Karl-Heinz Weiß | Sa., 27. Januar 2024 - 13:40

Der für Schichtarbeiter bahn-brechende GDL-Chef, der raffgierige Bahnvorstand und der ratlose Eigentümer des ganzen Gebildes: perfekte Verkörperung des derzeitigen Zustands der Republik.

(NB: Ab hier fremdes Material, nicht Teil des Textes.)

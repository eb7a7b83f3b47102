//! Centralized default constants for the saga pipeline.
//!
//! All crates reference these constants instead of defining their own magic
//! numbers. Environment-driven configs fall back to these values.

// =============================================================================
// INFERENCE
// =============================================================================

/// Default OpenAI-compatible API endpoint.
pub const OPENAI_URL: &str = "https://api.openai.com/v1";

/// Default generation model.
pub const GEN_MODEL: &str = "gpt-4o-mini";

/// Timeout for generation requests in seconds.
pub const GEN_TIMEOUT_SECS: u64 = 120;

/// Completion token budget for a single-unit analysis.
pub const GEN_MAX_TOKENS: u32 = 1500;

/// Maximum characters of unit content placed in the prompt.
///
/// The content hash still covers the full text.
pub const PROMPT_CONTENT_CHARS: usize = 3000;

/// Placeholder used in prompts when a context list is empty.
pub const PROMPT_EMPTY_LIST: &str = "none";

// =============================================================================
// TASK PROCESSING
// =============================================================================

/// Default maximum number of analyses running at once.
pub const TASK_MAX_CONCURRENT: usize = 4;

/// Default per-task execution timeout in seconds (5 minutes).
pub const TASK_TIMEOUT_SECS: u64 = 300;

/// Age after which terminal tasks become eligible for cleanup.
pub const TASK_TTL_HOURS: u64 = 24;

/// Task event broadcast channel capacity.
pub const EVENT_BUS_CAPACITY: usize = 256;

// =============================================================================
// TIMELINE
// =============================================================================

/// Temporal key used when the service does not supply a year.
pub const DEFAULT_TEMPORAL_KEY: i64 = 0;

/// Label prefix for connections derived from a shared character.
pub const SHARED_CHARACTER_LABEL: &str = "shares character";

/// Label prefix for connections derived from a shared location.
pub const SHARED_LOCATION_LABEL: &str = "shares location";

// =============================================================================
// DATABASE
// =============================================================================

/// Default maximum number of connections in the pool.
pub const DB_MAX_CONNECTIONS: u32 = 10;

/// Default connection timeout in seconds.
pub const DB_CONNECT_TIMEOUT_SECS: u64 = 30;
//! # saga-db
//!
//! Storage for the saga analysis pipeline.
//!
//! Two families of implementations of the `saga-core` storage traits:
//! - in-memory ([`MemoryContentCache`], [`MemoryUnitRepository`]), used when
//!   no database is configured and in tests
//! - PostgreSQL ([`PgContentCache`], [`PgUnitRepository`]) bundled in
//!   [`Database`]
//!
//! ## Example
//!
//! ```rust,no_run
//! use saga_db::Database;
//!
//! # async fn example() -> saga_core::Result<()> {
//! let db = Database::connect("postgres://localhost/saga").await?;
//! db.migrate().await?;
//! # Ok(())
//! # }
//! ```

pub mod cache;
pub mod memory;
pub mod pool;
pub mod units;

pub use cache::PgContentCache;
pub use memory::{MemoryContentCache, MemoryUnitRepository};
pub use pool::{create_pool, PoolConfig};
pub use units::PgUnitRepository;

use saga_core::{Error, Result};
use tracing::info;

/// Schema for the cache and unit tables. Idempotent.
pub const SCHEMA_SQL: &str = include_str!("../migrations/0001_analysis.sql");

/// Combined database context with all repositories.
pub struct Database {
    pub pool: sqlx::Pool<sqlx::Postgres>,
    /// Content-addressed analysis cache.
    pub cache: PgContentCache,
    /// Units extracted from analyzed content.
    pub units: PgUnitRepository,
}

impl Database {
    /// Create a new Database instance from a connection pool.
    pub fn new(pool: sqlx::Pool<sqlx::Postgres>) -> Self {
        Self {
            cache: PgContentCache::new(pool.clone()),
            units: PgUnitRepository::new(pool.clone()),
            pool,
        }
    }

    /// Connect with the default pool configuration.
    pub async fn connect(url: &str) -> Result<Self> {
        Self::connect_with_config(url, PoolConfig::default()).await
    }

    pub async fn connect_with_config(url: &str, config: PoolConfig) -> Result<Self> {
        let pool = create_pool(url, config).await?;
        Ok(Self::new(pool))
    }

    /// Connect using `DATABASE_URL`.
    pub async fn from_env() -> Result<Self> {
        let url = std::env::var("DATABASE_URL")
            .map_err(|_| Error::Config("DATABASE_URL is not set".to_string()))?;
        Self::connect_with_config(&url, PoolConfig::from_env()).await
    }

    /// Create the tables and indexes if they do not exist.
    pub async fn migrate(&self) -> Result<()> {
        sqlx::raw_sql(SCHEMA_SQL)
            .execute(&self.pool)
            .await
            .map_err(Error::Database)?;
        info!(subsystem = "db", op = "migrate", "Schema is up to date");
        Ok(())
    }

    pub fn pool(&self) -> &sqlx::Pool<sqlx::Postgres> {
        &self.pool
    }
}

impl Clone for Database {
    fn clone(&self) -> Self {
        Self::new(self.pool.clone())
    }
}
//! PostgreSQL connection pool management.

use std::time::{Duration, Instant};

use sqlx::postgres::{PgPool, PgPoolOptions};
use tracing::info;

use saga_core::{defaults, Error, Result};

/// Pool configuration options.
#[derive(Debug, Clone)]
pub struct PoolConfig {
    pub max_connections: u32,
    pub min_connections: u32,
    /// How long to wait for a free connection.
    pub connect_timeout: Duration,
    pub idle_timeout: Duration,
}

impl Default for PoolConfig {
    fn default() -> Self {
        Self {
            max_connections: defaults::DB_MAX_CONNECTIONS,
            min_connections: 1,
            connect_timeout: Duration::from_secs(defaults::DB_CONNECT_TIMEOUT_SECS),
            idle_timeout: Duration::from_secs(600),
        }
    }
}

impl PoolConfig {
    pub fn new() -> Self {
        Self::default()
    }

    /// Read `DATABASE_MAX_CONNECTIONS`, falling back to the default.
    pub fn from_env() -> Self {
        let base = Self::default();
        Self {
            max_connections: std::env::var("DATABASE_MAX_CONNECTIONS")
                .ok()
                .and_then(|v| v.parse().ok())
                .unwrap_or(base.max_connections),
            ..base
        }
    }

    pub fn max_connections(mut self, n: u32) -> Self {
        self.max_connections = n;
        self
    }

    pub fn min_connections(mut self, n: u32) -> Self {
        self.min_connections = n;
        self
    }

    pub fn connect_timeout(mut self, timeout: Duration) -> Self {
        self.connect_timeout = timeout;
        self
    }
}

/// Create a pool with the given configuration.
pub async fn create_pool(database_url: &str, config: PoolConfig) -> Result<PgPool> {
    let start = Instant::now();

    info!(
        subsystem = "db",
        op = "create_pool",
        max_connections = config.max_connections,
        connect_timeout_secs = config.connect_timeout.as_secs(),
        "Creating database connection pool"
    );

    let pool = PgPoolOptions::new()
        .max_connections(config.max_connections)
        .min_connections(config.min_connections)
        .acquire_timeout(config.connect_timeout)
        .idle_timeout(config.idle_timeout)
        .connect(database_url)
        .await
        .map_err(Error::Database)?;

    info!(
        subsystem = "db",
        op = "pool_ready",
        pool_size = pool.size(),
        duration_ms = start.elapsed().as_millis() as u64,
        "Database connection pool established"
    );
    Ok(pool)
}

#[cfg(test)]
mod tests {
    use super::*;

    #[test]
    fn test_defaults() {
        let config = PoolConfig::default();
        assert_eq!(config.max_connections, 10);
        assert_eq!(config.connect_timeout, Duration::from_secs(30));
    }

    #[test]
    fn test_builder() {
        let config = PoolConfig::new()
            .max_connections(20)
            .min_connections(2)
            .connect_timeout(Duration::from_secs(5));
        assert_eq!(config.max_connections, 20);
        assert_eq!(config.min_connections, 2);
        assert_eq!(config.connect_timeout, Duration::from_secs(5));
    }
}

Stefan Jarzombek | Sa., 27. Januar 2024 - 13:55

"Die Deutsche Bahn AG ist ein bundeseigener Mobilitäts- und Transportkonzern mit dem Kerngeschäft Eisenbahn. Das Unternehmen ist als Aktiengesellschaft organisiert und befindet sich vollständig im Eigentum der Bundesrepublik Deutschland, vertreten durch das Bundesministerium für Digitales und Verkehr.'
Die Bahn sollte wie früher komplett verstaatlicht werden und angesichts der Transformation zum Kernstück deutscher Infrastruktur. Wenn man es schaffen will Umweltschutz und Mobilität in Einklang zu bringen gehört dazu Struktur und das schaffen von Anreizen die Bahn auch zu nutzen. In 90% der eigenen Bahnfahrten war ich unzufrieden. Nichts hat geklappt und wurde teilweise zum Stressfaktor.
Mehr Geld für die Streikenden? Wenn sie dann eine sehr gute Leistung bringen zum Beispiel, Pünktlichkeit oder guten Service, dann ja.
Ich persönlich glaube jedoch nicht daran, dass sich personaltechnisch oder im Bezug auf Pünktlichkeit viel ändern wird, selbst wenn die Bahn das geforderte Geld bezahlt.

Bernhard Homa | Sa., 27. Januar 2024 - 16:47

basierend auf infantiler Küchenpsychologie und ad-hominem-Attacken, womit Herr Grau selbst die Verhaltensweisen zeigt, die er anderen vorwirft. Dabei sind Weselsky/GDL nur das fast zwangsläufige Ergebnis einer jahrzehntelange verfehlten Politik, Stichworte: Bahnreform, Börsenwahn, Investitionsrückstau, DB-Organisationschaos, Tarifeinheitsgesetz (Folge: EVG und GDL überbieten sich in den Forderungen) usw. Sowohl im DB-Managmenent als auch im Aufsichtsrat sitzen kaum "echte Eisenbahner", Ergebnis bekannt – kein Wunder, dass die Identifikation der Mitarbeiter mit dem Unternehmen sich dem Nullpunkt nähert.

Übrigens: Die Forderung der GDL bzgl. Arbeitszeitreduktion ist keineswegs nur "egoistisch", sondern soll auch den Beruf attraktiver machen. Herr Grau kann sich ja mal um eine Hospitanz im Lokführer-Schichtbetrieb bewerben – vielleicht kuriert das seine Vorurteile.

Gerhard Lenz | Sa., 27. Januar 2024 - 17:41

an Bahn-Manager nur wegen Übererfüllung der Frauenquote?

War das mal wieder ein Stimmungsaufheller für die geschätzten, AfD-affinen Foristen? Oder der Versuch einer Zuspitzung, für eine Tatsache, die da lautet, sonst hätten die Manager nichts geleistet?

Wenn Letzteres zutrifft, ist das misslungen.

Wobei kaum einer bestreiten würde, dass das genannte Management miserabel und die Bonus-Zahlungen überall auf Unverständnis treffen.

Aber das kann man auch anders, ohne populistische Polemik ausdrücken.